It is impossible for a citizen of the United States of America to understand what it’s like to live in a place without law and order. In the Land of the Free, rogue policemen harass black drivers, sell drugs, even rape suspects with broomsticks. Our president violates basic civil rights, going so far as to sign off on torture. But even in the most dangerous neighborhoods in the most crime-ridden cities in the U.S., law and order exists. If you shoot someone, a witness will almost certainly call the police, who will come as quickly as possible to take you to jail.

This is not true in Afghanistan. When I was there during the late fall of 2001, my Afghan translator expressed amazement at my suggestion that we meet for dinner at 6 p.m. “That’s after dark,” he said. “We will be killed.” I asked him what the odds were of encountering trouble. “No odds,” he replied. “Death is certain.” Like most Afghans, Jovid had never been outside the confines of a walled compound with reinforced bulletproof doors at night.

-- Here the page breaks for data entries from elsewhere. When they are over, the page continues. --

/*
 * Refuse
 * Copyright (C) 2020 Andrew Moffat
 *
 * This program is free software: you can redistribute it and/or modify
 * it under the terms of the GNU Affero General Public License as published by
 * the Free Software Foundation, either version 3 of the License, or
 * (at your option) any later version.
 *
 * This program is distributed in the hope that it will be useful,
 * but WITHOUT ANY WARRANTY; without even the implied warranty of
 * MERCHANTABILITY or FITNESS FOR A PARTICULAR PURPOSE.  See the
 * GNU Affero General Public License for more details.
 *
 * You should have received a copy of the GNU Affero General Public License
 * along with this program.  If not, see <http://www.gnu.org/licenses/>.
 */

use std::cell::RefCell;
use std::sync::atomic::{AtomicUsize, Ordering};

/// Per-call logging of every dispatched operation
pub const FUSEOP_TAG: &str = "fuse_op";
/// Session setup and teardown
pub const FUSE_TAG: &str = "fuse";
/// Handler faults
pub const FUSEFS_TAG: &str = "fuse_fs";
/// Structure marshalling
pub const ABI_TAG: &str = "fuse_abi";
/// Finding and binding libfuse
pub use refuse_sys::LIB_TAG;

pub static REQ_COUNTER: AtomicUsize = AtomicUsize::new(0);
thread_local!(pub static REQUEST_ID: RefCell<usize> = RefCell::new(0));

/// Tags the current thread with a fresh request id, so every log line emitted
/// while servicing one native callback can be correlated.
pub fn next_request() -> usize {
    let req_id = REQ_COUNTER.fetch_add(1, Ordering::SeqCst);
    REQUEST_ID.with(|f| {
        *f.borrow_mut() = req_id;
    });
    req_id
}

pub fn current_request() -> usize {
    REQUEST_ID.with(|f| *f.borrow())
}

pub fn setup_logger(
    level: log::LevelFilter,
    outputs: Vec<fern::Output>,
) -> Result<(), fern::InitError> {
    let mut logger = fern::Dispatch::new()
        .format(move |out, message, record| {
            REQUEST_ID.with(|req_id| {
                out.finish(format_args!(
                    "{}[Thread: {:?}][Request: {}][{}][{}] {}",
                    chrono::Local::now().format("[%Y-%m-%d][%H:%M:%S][%s%.3f]"),
                    std::thread::current().id(),
                    *req_id.borrow(),
                    record.target(),
                    record.level(),
                    message
                ))
            });
        })
        .level(level);

    for output in outputs {
        logger = logger.chain(output);
    }

    logger.apply()?;

    Ok(())
}
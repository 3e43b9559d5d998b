/*
 * Refuse
 * Copyright (C) 2020 Andrew Moffat
 *
 * This program is free software: you can redistribute it and/or modify
 * it under the terms of the GNU Affero General Public License as published by
 * the Free Software Foundation, either version 3 of the License, or
 * (at your option) any later version.
 *
 * This program is distributed in the hope that it will be useful,
 * but WITHOUT ANY WARRANTY; without even the implied warranty of
 * MERCHANTABILITY or FITNESS FOR A PARTICULAR PURPOSE.  See the
 * GNU Affero General Public License for more details.
 *
 * You should have received a copy of the GNU Affero General Public License
 * along with this program.  If not, see <http://www.gnu.org/licenses/>.
 */

//! Paging a directory listing into the kernel's readdir buffer.
//!
//! The whole listing is laid out as consecutive dirents, each carrying the
//! byte position where it ends as its offset.  The kernel resumes with the
//! offset of the last entry it got, so every reply is the run of whole
//! entries starting at the first one at or past `off`, cut before the first
//! entry that would overflow `size`.

use std::ops::Range;

/// The byte range of the reply, given each entry's serialized size
pub fn window(sizes: &[usize], off: usize, size: usize) -> Range<usize> {
    let mut pos = 0;
    let mut start = None;
    let mut end = 0;

    for entry_size in sizes {
        let next = pos + entry_size;
        if pos >= off {
            let first = *start.get_or_insert(pos);
            if next - first > size {
                break;
            }
            end = next;
        }
        pos = next;
    }

    match start {
        Some(first) if end > first => first..end,
        _ => 0..0,
    }
}

/// Which entries, by index, fall inside [`window`]'s range
pub fn entries_in(sizes: &[usize], range: &Range<usize>) -> Range<usize> {
    if range.is_empty() {
        return 0..0;
    }
    let mut pos = 0;
    let mut first = None;
    for (idx, entry_size) in sizes.iter().enumerate() {
        if pos == range.start && first.is_none() {
            first = Some(idx);
        }
        pos += entry_size;
        if pos == range.end {
            if let Some(first) = first {
                return first..idx + 1;
            }
        }
    }
    0..0
}
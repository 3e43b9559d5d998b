/*
 * Refuse
 * Copyright (C) 2020 Andrew Moffat
 *
 * This program is free software: you can redistribute it and/or modify
 * it under the terms of the GNU Affero General Public License as published by
 * the Free Software Foundation, either version 3 of the License, or
 * (at your option) any later version.
 *
 * This program is distributed in the hope that it will be useful,
 * but WITHOUT ANY WARRANTY; without even the implied warranty of
 * MERCHANTABILITY or FITNESS FOR A PARTICULAR PURPOSE.  See the
 * GNU Affero General Public License for more details.
 *
 * You should have received a copy of the GNU Affero General Public License
 * along with this program.  If not, see <http://www.gnu.org/licenses/>.
 */

//! Runtime bindings to libfuse 2.x.
//!
//! Nothing here links against libfuse.  The library is located and bound when
//! first needed (see [`LibFuse::global`]), and the native structures it
//! exchanges with us are described per platform by [`layout::Abi`].

pub mod bindings;
pub mod err;
pub mod layout;
pub mod library;

pub use bindings::*;
pub use err::{LibraryError, UnsupportedPlatform};
pub use layout::{Abi, Endian, FileInfoFlag, Platform, StructLayout};
pub use library::{LibFuse, LIB_TAG};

Unchallenged street violence makes other issues recede in importance. I watched a boy—he couldn’t have been older than 15—level his AK-47 and fire randomly into a group of women walking across a village square in Kunduz province. Bouncing in the back of a shockless Soviet pick-up truck, my eyes met those of my traveling companions—heavily armed Northern Alliance soldiers, Afghan Tajiks, fellow reporters. No one said a word. There was nothing we could do.

In a place where you can shoot people just for fun, where average life expectancy is 43, you don’t care about racial equality or women’s rights or freedom of the press. The environment is a abstraction. All you dream about is the ability to walk down the street.

One of my colleagues, a Swedish cameraman named Ulf Stromberg, made the mistake of opening his door at about four in the morning. Two kids, probably Northern Alliance soldiers, robbed him of his cash and satellite phone, and shot him to death. I went to the new government’s local office in Taloqan to file a report the next day.

“What for?” he asked.

“When things calm down,” I explained, “you could launch an investigation.”

He let out a grim chuckle and waved me toward the door. “Things don’t calm down here.”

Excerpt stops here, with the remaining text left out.